EXERCISE DIRECTIONS ->
Copy out each line featuring the string "imageUrl" from the entries beneath.

WORKING DATA ->
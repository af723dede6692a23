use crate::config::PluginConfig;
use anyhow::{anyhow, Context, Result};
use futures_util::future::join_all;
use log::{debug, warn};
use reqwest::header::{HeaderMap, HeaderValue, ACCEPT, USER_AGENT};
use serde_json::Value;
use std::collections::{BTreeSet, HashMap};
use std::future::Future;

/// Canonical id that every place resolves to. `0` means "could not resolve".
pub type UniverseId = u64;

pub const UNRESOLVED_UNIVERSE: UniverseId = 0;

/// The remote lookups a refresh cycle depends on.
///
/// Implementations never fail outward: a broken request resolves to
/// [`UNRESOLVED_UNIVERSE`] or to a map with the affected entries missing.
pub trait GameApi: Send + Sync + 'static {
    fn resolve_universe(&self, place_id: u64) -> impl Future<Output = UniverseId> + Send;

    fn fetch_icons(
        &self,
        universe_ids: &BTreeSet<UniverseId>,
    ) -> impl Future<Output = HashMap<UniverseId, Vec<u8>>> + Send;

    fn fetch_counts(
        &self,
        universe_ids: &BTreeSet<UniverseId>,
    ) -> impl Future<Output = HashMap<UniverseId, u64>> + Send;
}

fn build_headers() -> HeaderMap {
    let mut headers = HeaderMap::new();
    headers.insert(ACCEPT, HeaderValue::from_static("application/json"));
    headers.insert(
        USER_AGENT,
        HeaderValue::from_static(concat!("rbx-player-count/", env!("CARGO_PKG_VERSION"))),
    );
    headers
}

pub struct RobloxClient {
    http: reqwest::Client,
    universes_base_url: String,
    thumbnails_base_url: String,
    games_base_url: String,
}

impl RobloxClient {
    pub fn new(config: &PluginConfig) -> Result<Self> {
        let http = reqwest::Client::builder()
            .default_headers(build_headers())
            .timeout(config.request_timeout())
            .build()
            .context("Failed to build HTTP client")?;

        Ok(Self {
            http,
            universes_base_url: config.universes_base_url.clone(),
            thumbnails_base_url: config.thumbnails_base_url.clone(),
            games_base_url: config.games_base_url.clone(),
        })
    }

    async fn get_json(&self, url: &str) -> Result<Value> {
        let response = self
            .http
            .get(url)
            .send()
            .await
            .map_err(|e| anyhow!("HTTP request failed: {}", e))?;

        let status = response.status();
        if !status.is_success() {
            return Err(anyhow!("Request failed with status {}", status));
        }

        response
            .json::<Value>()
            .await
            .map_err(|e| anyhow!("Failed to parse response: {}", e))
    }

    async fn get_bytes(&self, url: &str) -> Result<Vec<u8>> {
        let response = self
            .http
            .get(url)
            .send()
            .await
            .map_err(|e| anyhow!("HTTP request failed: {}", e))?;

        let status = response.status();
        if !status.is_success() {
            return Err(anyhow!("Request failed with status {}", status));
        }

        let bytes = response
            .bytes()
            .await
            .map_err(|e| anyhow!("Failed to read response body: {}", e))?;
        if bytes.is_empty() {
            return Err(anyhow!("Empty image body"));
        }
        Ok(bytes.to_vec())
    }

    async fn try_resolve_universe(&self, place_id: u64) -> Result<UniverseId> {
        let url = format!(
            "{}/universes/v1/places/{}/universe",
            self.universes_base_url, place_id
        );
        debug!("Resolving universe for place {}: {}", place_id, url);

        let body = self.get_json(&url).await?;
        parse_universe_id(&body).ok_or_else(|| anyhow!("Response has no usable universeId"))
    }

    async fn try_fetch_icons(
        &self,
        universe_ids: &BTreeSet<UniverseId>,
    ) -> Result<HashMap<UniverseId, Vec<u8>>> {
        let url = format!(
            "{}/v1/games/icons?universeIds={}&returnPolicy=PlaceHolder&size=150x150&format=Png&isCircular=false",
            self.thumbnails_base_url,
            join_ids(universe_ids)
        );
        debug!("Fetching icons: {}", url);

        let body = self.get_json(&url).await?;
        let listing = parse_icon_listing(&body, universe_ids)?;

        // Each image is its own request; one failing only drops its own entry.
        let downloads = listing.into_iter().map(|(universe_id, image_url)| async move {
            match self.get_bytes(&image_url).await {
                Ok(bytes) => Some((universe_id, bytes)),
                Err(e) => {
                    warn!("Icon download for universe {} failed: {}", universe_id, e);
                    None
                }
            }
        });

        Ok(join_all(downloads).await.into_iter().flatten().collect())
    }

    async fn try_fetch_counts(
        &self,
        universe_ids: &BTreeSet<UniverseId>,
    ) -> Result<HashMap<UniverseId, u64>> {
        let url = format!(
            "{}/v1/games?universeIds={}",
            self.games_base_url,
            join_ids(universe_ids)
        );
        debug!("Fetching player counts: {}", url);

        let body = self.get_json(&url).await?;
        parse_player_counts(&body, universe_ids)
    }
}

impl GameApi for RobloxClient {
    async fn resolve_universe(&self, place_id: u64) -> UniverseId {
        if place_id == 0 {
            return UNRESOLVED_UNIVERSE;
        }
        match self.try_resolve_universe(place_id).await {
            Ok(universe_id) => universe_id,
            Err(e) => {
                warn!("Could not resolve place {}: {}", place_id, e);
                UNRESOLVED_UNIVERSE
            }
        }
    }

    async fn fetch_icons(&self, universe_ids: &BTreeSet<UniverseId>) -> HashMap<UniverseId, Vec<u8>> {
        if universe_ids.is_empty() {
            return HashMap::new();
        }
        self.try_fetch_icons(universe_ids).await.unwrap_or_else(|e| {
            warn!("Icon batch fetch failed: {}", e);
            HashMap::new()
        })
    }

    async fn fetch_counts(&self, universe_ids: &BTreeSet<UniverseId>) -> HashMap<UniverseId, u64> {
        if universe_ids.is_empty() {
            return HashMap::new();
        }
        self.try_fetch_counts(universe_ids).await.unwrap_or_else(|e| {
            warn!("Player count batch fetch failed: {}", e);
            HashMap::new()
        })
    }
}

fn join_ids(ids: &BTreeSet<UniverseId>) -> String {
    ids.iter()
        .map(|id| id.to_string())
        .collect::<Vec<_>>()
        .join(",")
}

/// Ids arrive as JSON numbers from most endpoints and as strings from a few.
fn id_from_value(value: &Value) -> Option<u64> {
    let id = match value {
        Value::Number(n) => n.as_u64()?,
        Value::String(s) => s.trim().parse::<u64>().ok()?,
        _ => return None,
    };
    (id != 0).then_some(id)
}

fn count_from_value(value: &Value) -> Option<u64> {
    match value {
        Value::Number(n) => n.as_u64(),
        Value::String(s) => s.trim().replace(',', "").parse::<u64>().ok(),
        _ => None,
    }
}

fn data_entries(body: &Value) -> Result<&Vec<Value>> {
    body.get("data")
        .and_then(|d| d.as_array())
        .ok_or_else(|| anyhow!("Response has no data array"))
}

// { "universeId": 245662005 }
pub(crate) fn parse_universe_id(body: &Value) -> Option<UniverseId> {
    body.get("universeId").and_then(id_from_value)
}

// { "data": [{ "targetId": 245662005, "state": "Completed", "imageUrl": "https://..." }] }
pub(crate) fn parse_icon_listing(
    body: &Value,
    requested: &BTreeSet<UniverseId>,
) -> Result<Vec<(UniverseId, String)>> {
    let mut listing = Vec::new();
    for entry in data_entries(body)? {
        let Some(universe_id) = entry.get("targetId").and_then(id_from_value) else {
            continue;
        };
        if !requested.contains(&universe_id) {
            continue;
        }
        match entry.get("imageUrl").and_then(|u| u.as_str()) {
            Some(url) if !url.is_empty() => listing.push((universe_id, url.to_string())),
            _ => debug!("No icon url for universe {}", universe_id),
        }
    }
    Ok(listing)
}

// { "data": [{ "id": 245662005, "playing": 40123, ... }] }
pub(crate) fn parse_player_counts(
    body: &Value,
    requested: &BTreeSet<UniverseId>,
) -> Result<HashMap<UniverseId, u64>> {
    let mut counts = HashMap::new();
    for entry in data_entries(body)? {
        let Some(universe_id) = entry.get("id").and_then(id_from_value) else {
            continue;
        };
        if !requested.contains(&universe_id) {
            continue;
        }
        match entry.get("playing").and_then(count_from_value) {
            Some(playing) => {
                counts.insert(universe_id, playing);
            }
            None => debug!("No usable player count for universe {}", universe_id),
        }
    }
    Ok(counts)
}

TASK OUTPUT ->
// { "data": [{ "targetId": 245662005, "state": "Completed", "imageUrl": "https://..." }] }
        match entry.get("imageUrl").and_then(|u| u.as_str()) {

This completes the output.